If you’re serious about beating the house at its own rigged casino, you may also need to reach out to lawyers, which is another function of legal advocates. I’ve argued in the previous chapter that lawyers need advocates on the ground just like advocates need lawyers in court. A legal advocate, even an impromptu one, can bridge the gap by performing tasks usually the province of paralegals. Lawyers cannot be expected to do all the work by themselves, especially if they lack familiarity with a given context; they need people who know both the law and the facts of the case to do some basic groundwork, from compiling relevant documents to drafting affidavits, and only then do they write the complaint proper.
This makes all the difference when reaching out to civil rights advocacy organizations. A legal advocate doesn’t merely petition them as a supplicant, but offers to fight alongside them as an ally, offering expertise even lawyers may not have. As an advocate for the homeless, I’ve successfully carried out this strategy in order to gain a priority line with the British Columbia Civil Liberties Association (BCCLA). In fact, it worked way better than I had expected; I even got invited to a national encampment litigation strategy discussion group of legal professionals from all over the country. While not everyone was a lawyer, I’m pretty sure I was the only amateur on board who had never attended law school, and yet I was contributing to the debate as an equal. Okay, I admit I was so out of my league that I felt something akin to impostor syndrome, but hey, my persona forbade me from chickening out, and neither should you. So forge ahead like Erin Brockovich did,10 and fake it till you make it as well.
Fox et al. v. City of Victoria
Wearing the hat of a legal advocate is only the equivalent of chipping in at the poker table, however; this is nowhere near enough by itself to beat the house at its own game. To demonstrate the brutal reality of an actual legal fight in which people’s lives are at stake, I offer a personal account of a campaign that we advocates for the homeless waged against the City of Victoria, which ought to burst the bubble of anyone who thinks keeping the government accountable via the legal system can be done with the flick of a magic wand.

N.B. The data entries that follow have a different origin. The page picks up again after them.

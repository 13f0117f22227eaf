//! Process-wide sine/cosine lookup table for degree angles
//!
//! 2048 steps over a full turn (about 0.18° per step). Indexing masks with
//! `SIZE - 1`, so any finite angle, negative or beyond 360°, wraps in O(1).

use std::f32::consts::TAU;
use std::sync::OnceLock;

pub const TABLE_SIZE: usize = 2048;
const MASK: i32 = TABLE_SIZE as i32 - 1;
const STEPS_PER_DEGREE: f32 = TABLE_SIZE as f32 / 360.0;

struct TrigTable {
    sin: [f32; TABLE_SIZE],
    cos: [f32; TABLE_SIZE],
}

fn table() -> &'static TrigTable {
    static TABLE: OnceLock<TrigTable> = OnceLock::new();
    TABLE.get_or_init(|| {
        let mut sin = [0.0; TABLE_SIZE];
        let mut cos = [0.0; TABLE_SIZE];
        for i in 0..TABLE_SIZE {
            let rad = i as f32 / TABLE_SIZE as f32 * TAU;
            sin[i] = rad.sin();
            cos[i] = rad.cos();
        }
        TrigTable { sin, cos }
    })
}

fn index(degrees: f32) -> usize {
    ((degrees * STEPS_PER_DEGREE) as i32 & MASK) as usize
}

pub fn sin_deg(degrees: f32) -> f32 {
    table().sin[index(degrees)]
}

pub fn cos_deg(degrees: f32) -> f32 {
    table().cos[index(degrees)]
}

/// `(sin, cos)` from a single index computation
pub fn sin_cos_deg(degrees: f32) -> (f32, f32) {
    let t = table();
    let i = index(degrees);
    (t.sin[i], t.cos[i])
}

#[cfg(test)]
mod tests {
    use super::*;

    /// One table step in radians bounds the lookup error
    const STEP: f32 = TAU / TABLE_SIZE as f32;

    #[test]
    fn matches_std_within_one_step() {
        let mut deg = -720.0f32;
        while deg <= 720.0 {
            let (s, c) = sin_cos_deg(deg);
            let rad = deg.to_radians();
            assert!((s - rad.sin()).abs() <= STEP + 1e-5, "sin({deg})");
            assert!((c - rad.cos()).abs() <= STEP + 1e-5, "cos({deg})");
            deg += 0.37;
        }
    }

    #[test]
    fn cardinal_angles_are_exact_entries() {
        assert_eq!(sin_deg(0.0), 0.0);
        assert_eq!(cos_deg(0.0), 1.0);
        assert!((sin_deg(90.0) - 1.0).abs() < 1e-6);
        assert!(cos_deg(90.0).abs() < 1e-6);
        assert!((cos_deg(180.0) + 1.0).abs() < 1e-6);
    }

    #[test]
    fn wraps_full_turns() {
        assert_eq!(sin_deg(30.0), sin_deg(390.0));
        assert_eq!(cos_deg(-90.0), cos_deg(270.0));
    }
}
use alloc::vec::Vec;

use super::*;

/// Takes the first faces of the alphabet, doubles them and shuffles the result uniformly.
#[derive(Clone, Debug, PartialEq)]
pub struct RandomDeckGenerator {
    seed: u64,
}

impl RandomDeckGenerator {
    pub fn new(seed: u64) -> Self {
        Self { seed }
    }
}

impl DeckGenerator for RandomDeckGenerator {
    fn generate(self, difficulty: Difficulty) -> Deck {
        use rand::prelude::*;

        let mut faces: Vec<FaceValue> = (0..difficulty.pair_count())
            .filter_map(FaceValue::new)
            .flat_map(|face| [face, face])
            .collect();

        // Fisher-Yates, last position first
        let mut rng = SmallRng::seed_from_u64(self.seed);
        for i in (1..faces.len()).rev() {
            let j = rng.random_range(0..=i);
            faces.swap(i, j);
        }

        log::trace!("dealt {} cards with seed {:#x}", faces.len(), self.seed);
        Deck::new_unchecked(difficulty, faces)
    }
}
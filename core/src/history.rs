use alloc::string::{String, ToString};
use alloc::vec::Vec;
use core::fmt::Display;
use serde::{Deserialize, Deserializer, Serialize};

use crate::*;

/// Maximum number of won games kept in the history.
pub const HISTORY_CAPACITY: usize = 30;

/// Storage key the history is serialized under.
pub const HISTORY_KEY: &str = "memory_history";

/// Ranking used for entries whose time cannot be read back.
pub const UNPARSEABLE_TIME_SECS: u32 = 999_999;

/// Summary of a won session, before it is stamped with a date.
#[derive(Copy, Clone, Debug, PartialEq, Eq)]
pub struct FinishedGame {
    pub pair_count: u8,
    pub elapsed_secs: u32,
    pub moves: u32,
}

impl FinishedGame {
    pub fn into_entry(self, date: impl Into<String>) -> HistoryEntry {
        HistoryEntry {
            date: date.into(),
            difficulty: self.pair_count,
            time: format_elapsed(self.elapsed_secs),
            moves: self.moves,
        }
    }
}

#[derive(Clone, Debug, PartialEq, Eq, Serialize, Deserialize)]
pub struct HistoryEntry {
    pub date: String,
    pub difficulty: u8,
    #[serde(default, deserialize_with = "time_or_empty")]
    pub time: String,
    pub moves: u32,
}

/// Reads `time` leniently: null or a non-string value becomes an empty, unrankable time.
fn time_or_empty<'de, D>(deserializer: D) -> core::result::Result<String, D::Error>
where
    D: Deserializer<'de>,
{
    Ok(match serde_json::Value::deserialize(deserializer)? {
        serde_json::Value::String(time) => time,
        _ => String::new(),
    })
}

impl HistoryEntry {
    pub fn elapsed_secs(&self) -> u32 {
        parse_elapsed(&self.time).unwrap_or(UNPARSEABLE_TIME_SECS)
    }
}

/// Durable home of the serialized history.
pub trait HistoryBackend {
    type Error: Display;

    fn load(&self) -> core::result::Result<Vec<HistoryEntry>, Self::Error>;
    fn save(&mut self, entries: &[HistoryEntry]) -> core::result::Result<(), Self::Error>;
}

/// In-memory backend holding the history as a JSON string.
#[derive(Clone, Debug, Default, PartialEq)]
pub struct JsonBackend {
    raw: Option<String>,
}

impl JsonBackend {
    pub fn new() -> Self {
        Self::default()
    }

    pub fn from_raw(raw: impl Into<String>) -> Self {
        Self {
            raw: Some(raw.into()),
        }
    }

    pub fn raw(&self) -> Option<&str> {
        self.raw.as_deref()
    }
}

impl HistoryBackend for JsonBackend {
    type Error = serde_json::Error;

    fn load(&self) -> core::result::Result<Vec<HistoryEntry>, Self::Error> {
        match &self.raw {
            Some(raw) => serde_json::from_str(raw),
            None => Ok(Vec::new()),
        }
    }

    fn save(&mut self, entries: &[HistoryEntry]) -> core::result::Result<(), Self::Error> {
        self.raw = Some(serde_json::to_string(entries)?);
        Ok(())
    }
}

/// Won games, newest first, bounded by [`HISTORY_CAPACITY`].
#[derive(Clone, Debug, PartialEq)]
pub struct HistoryStore<B> {
    backend: B,
    entries: Vec<HistoryEntry>,
}

impl<B: HistoryBackend> HistoryStore<B> {
    /// Reads the stored history; anything unreadable counts as empty.
    pub fn open(backend: B) -> Self {
        let mut entries = backend.load().unwrap_or_else(|err| {
            log::warn!("discarding unreadable history: {}", err);
            Vec::new()
        });
        entries.truncate(HISTORY_CAPACITY);
        Self { backend, entries }
    }

    pub fn record(&mut self, entry: HistoryEntry) {
        log::debug!(
            "history: {} pairs in {} with {} moves",
            entry.difficulty,
            entry.time,
            entry.moves
        );
        self.entries.insert(0, entry);
        self.entries.truncate(HISTORY_CAPACITY);
        if let Err(err) = self.backend.save(&self.entries) {
            log::warn!("failed to persist history: {}", err);
        }
    }

    pub fn entries(&self) -> &[HistoryEntry] {
        &self.entries
    }

    pub fn len(&self) -> usize {
        self.entries.len()
    }

    pub fn is_empty(&self) -> bool {
        self.entries.is_empty()
    }

    pub fn best_by_time(&self) -> Option<&HistoryEntry> {
        self.entries.iter().min_by_key(|entry| entry.elapsed_secs())
    }

    pub fn best_by_moves(&self) -> Option<&HistoryEntry> {
        self.entries.iter().min_by_key(|entry| entry.moves)
    }

    pub fn backend(&self) -> &B {
        &self.backend
    }
}

/// Text for a best-of slot, `—` when there is nothing recorded.
pub fn best_label(value: Option<impl ToString>) -> String {
    value.map_or_else(|| "—".to_string(), |value| value.to_string())
}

The rights of the homeless have come a long way since the enactment of the Canadian Charter of Rights and Freedoms in 1982. Multiple landmark court precedents have enshrined the unhoused’s right to shelter from the elements as a last resort, invoking Article 7 which guarantees the right to life, safety, and security of the person. The first was Victoria v. Adams,11 a legal saga which was put to rest in 2009 with the British Columbia Court of Appeal rejecting the preposterous notion that the City of Victoria could invoke Article 1 to overrule the respondents’ Charter rights in order to protect its parks, for being incompatible with the principles of fundamental justice. More would follow, such as Bamberger v. Vancouver,12 a judicial review which in January 2022 struck down a decision of the Park Board whittling down one park too many from the list of those in which emergency sheltering is allowed, for there not having been enough space remaining in shelters and other parks to accommodate the city’s homeless population.13
Yet the fight for the right to shelter is far from over, as in recent years municipalities across the country have conspired to erode the judiciary’s prerogative, by constructively or even blatantly violating court precedents; for example in Vancouver,14 Prince George,15 Abbotsford,16 Barrie,17 and Hamilton;18 furthermore, the government of Ontario has contemplated invoking the Charter’s notwithstanding clause to preclude court challenges to encampment evictions altogether, drawing public outcry from city council members across the province.19
Nowhere in the country is the battleground in the public’s war on the homeless hotter than here in Victoria, where the housing crisis hit the worst and shelter scarcity is dire.20 In the past few years, the Alto administration has waged a campaign of forced displacement against the unhoused community, with for avowed goal to offload them onto neighbouring municipalities while falling just short of shoving them off city limits altogether.21
A comprehensive overview of the escalation would require a chapter all by itself. Let’s say that within these few years we’ve impotently witnessed the dismantling of several park encampments,22 the prohibition to shelter overnight in all but a few inaccessible parks in the city’s periphery,23 a crackdown on the notorious 900-block of Pandora Avenue which has since been largely fenced off like a ghetto,24 the closure of shelter space such as Tiny Town in a ball game with the provincial government,25 and a proposal to relocate it in a neighbouring municipality just as it reopened,26 the scuttling of the municipal Emergency Weather Response shelter protocol even with funding from BC Housing,27 the refusal to provide the 900-block of Pandora Avenue with a 24-hour washroom,28 and a project to turn the Centennial Square fountain into a splash park29 ostentatiously meant to chase away homeless people—to list only these. Instead, the council preferred spending millions of dollars a year, in Councillor Krista Loughton’s words, “to rearrange the deck chairs on the Titanic.”30
But worst of all, the crisis came with alarming inflammatory rhetoric spread by city councillors hell bent on exacerbating the situation. For example, in July 2024 Councillor Jeremy Caradonna made a sugarcoated plea to Prime Minister Justin Trudeau to declare a state of emergency, dispatch the army, turn the Bay Street Armoury into a concentration camp, and round up the homeless population for triage.31
Around that time, I was a legal observer with Stop The Sweeps Victoria. A few months ago, I’d assumed the mantle of legal advocate in a private capacity by helping a homeless person file a human rights complaint against the City of Victoria, and I would soon take a second client. But deep down I knew this would not suffice against the city’s imminent threat to close the last two accessible parks to overnight sheltering. Merely filing individual complaints was too little of a deterrent (compared to a collective one, as the CRAB Park encampment had done in Vancouver),32 and city officials basically called us legal observers’ bluff by ignoring us. Councillor Loughton even had the nerve to tell an unhoused person “why don’t you just sue us?” at one of our Irving Park community meetings in response to his argument that the municipality’s stance went against the jurisprudence.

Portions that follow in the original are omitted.